START Input

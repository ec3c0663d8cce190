// Envelope codec: JSON bodies tagged with a wire version.
//
// Decoding is two-pass. The first pass reads only `wire_version` (serde
// ignores every other field), so a frame from an incompatible build fails as
// `ProtocolError::VersionMismatch` instead of as a confusing body error. The
// second pass decodes the full envelope.

use serde::Deserialize;

use crate::error::ProtocolError;
use crate::message::Envelope;

/// Wire format revision. Bump on any breaking change to `Envelope` or
/// `Message`.
pub const WIRE_VERSION: u16 = 1;

#[derive(Deserialize)]
struct WireHeader {
    wire_version: u16,
}

pub fn encode(envelope: &Envelope) -> Result<Vec<u8>, ProtocolError> {
    serde_json::to_vec(envelope).map_err(ProtocolError::Encode)
}

pub fn decode(bytes: &[u8]) -> Result<Envelope, ProtocolError> {
    let header: WireHeader = serde_json::from_slice(bytes).map_err(ProtocolError::Malformed)?;
    if header.wire_version != WIRE_VERSION {
        return Err(ProtocolError::VersionMismatch {
            found: header.wire_version,
            expected: WIRE_VERSION,
        });
    }
    serde_json::from_slice(bytes).map_err(ProtocolError::Malformed)
}

#[cfg(test)]
mod tests {
    use super::*;
    use crate::message::Message;
    use crate::types::{MessageId, PeerId};

    fn heartbeat() -> Envelope {
        Envelope {
            wire_version: WIRE_VERSION,
            message_id: MessageId(7),
            sender: PeerId::generate(),
            timestamp_ms: 1_700_000_000_000,
            body: Message::Heartbeat {
                timestamp_ms: 1_700_000_000_000,
            },
        }
    }

    #[test]
    fn decode_returns_what_encode_wrote() {
        let env = heartbeat();
        let bytes = encode(&env).unwrap();
        assert_eq!(decode(&bytes).unwrap(), env);
    }

    #[test]
    fn future_wire_version_fails_fast() {
        // A future body shape this build can't parse, under a newer tag.
        let bytes = br#"{"wire_version":2,"body":{"Teleport":{"to":"moon"}}}"#;
        match decode(bytes) {
            Err(ProtocolError::VersionMismatch { found, expected }) => {
                assert_eq!(found, 2);
                assert_eq!(expected, WIRE_VERSION);
            }
            other => panic!("expected VersionMismatch, got {other:?}"),
        }
    }

    #[test]
    fn unknown_body_under_current_version_is_malformed() {
        let mut value = serde_json::to_value(heartbeat()).unwrap();
        value["body"] = serde_json::json!({"Teleport": {"to": "moon"}});
        let bytes = serde_json::to_vec(&value).unwrap();
        assert!(matches!(decode(&bytes), Err(ProtocolError::Malformed(_))));
    }

    #[test]
    fn non_json_is_malformed() {
        assert!(matches!(
            decode(b"\x00\x01garbage"),
            Err(ProtocolError::Malformed(_))
        ));
    }
}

END Input

The records above must be reproduced word for word.

Written solution:
repository ec3c0663d8cce190
// Envelope codec: JSON bodies tagged with a wire version.
//
// Decoding is two-pass. The first pass reads only `wire_version` (serde
// ignores every other field), so a frame from an incompatible build fails as
// `ProtocolError::VersionMismatch` instead of as a confusing body error. The
// second pass decodes the full envelope.

use serde::Deserialize;

use crate::error::ProtocolError;
use crate::message::Envelope;

/// Wire format revision. Bump on any breaking change to `Envelope` or
/// `Message`.
pub const WIRE_VERSION: u16 = 1;

#[derive(Deserialize)]
struct WireHeader {
    wire_version: u16,
}

pub fn encode(envelope: &Envelope) -> Result<Vec<u8>, ProtocolError> {
    serde_json::to_vec(envelope).map_err(ProtocolError::Encode)
}

pub fn decode(bytes: &[u8]) -> Result<Envelope, ProtocolError> {
    let header: WireHeader = serde_json::from_slice(bytes).map_err(ProtocolError::Malformed)?;
    if header.wire_version != WIRE_VERSION {
        return Err(ProtocolError::VersionMismatch {
            found: header.wire_version,
            expected: WIRE_VERSION,
        });
    }
    serde_json::from_slice(bytes).map_err(ProtocolError::Malformed)
}

#[cfg(test)]
mod tests {
    use super::*;
    use crate::message::Message;
    use crate::types::{MessageId, PeerId};

    fn heartbeat() -> Envelope {
        Envelope {
            wire_version: WIRE_VERSION,
            message_id: MessageId(7),
            sender: PeerId::generate(),
            timestamp_ms: 1_700_000_000_000,
            body: Message::Heartbeat {
                timestamp_ms: 1_700_000_000_000,
            },
        }
    }

    #[test]
    fn decode_returns_what_encode_wrote() {
        let env = heartbeat();
        let bytes = encode(&env).unwrap();
        assert_eq!(decode(&bytes).unwrap(), env);
    }

    #[test]
    fn future_wire_version_fails_fast() {
        // A future body shape this build can't parse, under a newer tag.
        let bytes = br#"{"wire_version":2,"body":{"Teleport":{"to":"moon"}}}"#;
        match decode(bytes) {
            Err(ProtocolError::VersionMismatch { found, expected }) => {
                assert_eq!(found, 2);
                assert_eq!(expected, WIRE_VERSION);
            }
            other => panic!("expected VersionMismatch, got {other:?}"),
        }
    }

    #[test]
    fn unknown_body_under_current_version_is_malformed() {
        let mut value = serde_json::to_value(heartbeat()).unwrap();
        value["body"] = serde_json::json!({"Teleport": {"to": "moon"}});
        let bytes = serde_json::to_vec(&value).unwrap();
        assert!(matches!(decode(&bytes), Err(ProtocolError::Malformed(_))));
    }

    #[test]
    fn non_json_is_malformed() {
        assert!(matches!(
            decode(b"\x00\x01garbage"),
            Err(ProtocolError::Malformed(_))
        ));
    }
}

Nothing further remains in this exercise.